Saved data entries

• • • • •

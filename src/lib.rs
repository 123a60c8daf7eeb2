//! Core library for the scanbench application.
//!
//! This library is the capture orchestration engine behind a motorized
//! imaging rig: camera sessions that stream live preview while serving
//! full-resolution stills, a command/acknowledgment link to the motion
//! controller, and the move-settle-capture macro that ties them together.
//! The HTTP routing layer and the hardware drivers live outside; they meet
//! this crate at [`app::ScanContext`] and the traits in [`hardware`].

pub mod app;
pub mod broadcast;
pub mod camera;
pub mod captures;
pub mod config;
pub mod error;
pub mod hardware;
pub mod motion;
pub mod scan;
pub mod stream;
pub mod transform;

/// Initialize the process-wide logger from `RUST_LOG`, defaulting to
/// `info`. Safe to call more than once; later calls are no-ops.
pub fn init_logging() {
    let _ = env_logger::Builder::from_env(env_logger::Env::default().default_filter_or("info"))
        .try_init();
}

• • • • •

*What this task involves*
Your answer should consist only of the lines from the one with "pub mod camera;" through the last line of the entries above, retyped exactly.

*Task response*
pub mod camera;
pub mod captures;
pub mod config;
pub mod error;
pub mod hardware;
pub mod motion;
pub mod scan;
pub mod stream;
pub mod transform;

/// Initialize the process-wide logger from `RUST_LOG`, defaulting to
/// `info`. Safe to call more than once; later calls are no-ops.
pub fn init_logging() {
    let _ = env_logger::Builder::from_env(env_logger::Env::default().default_filter_or("info"))
        .try_init();
}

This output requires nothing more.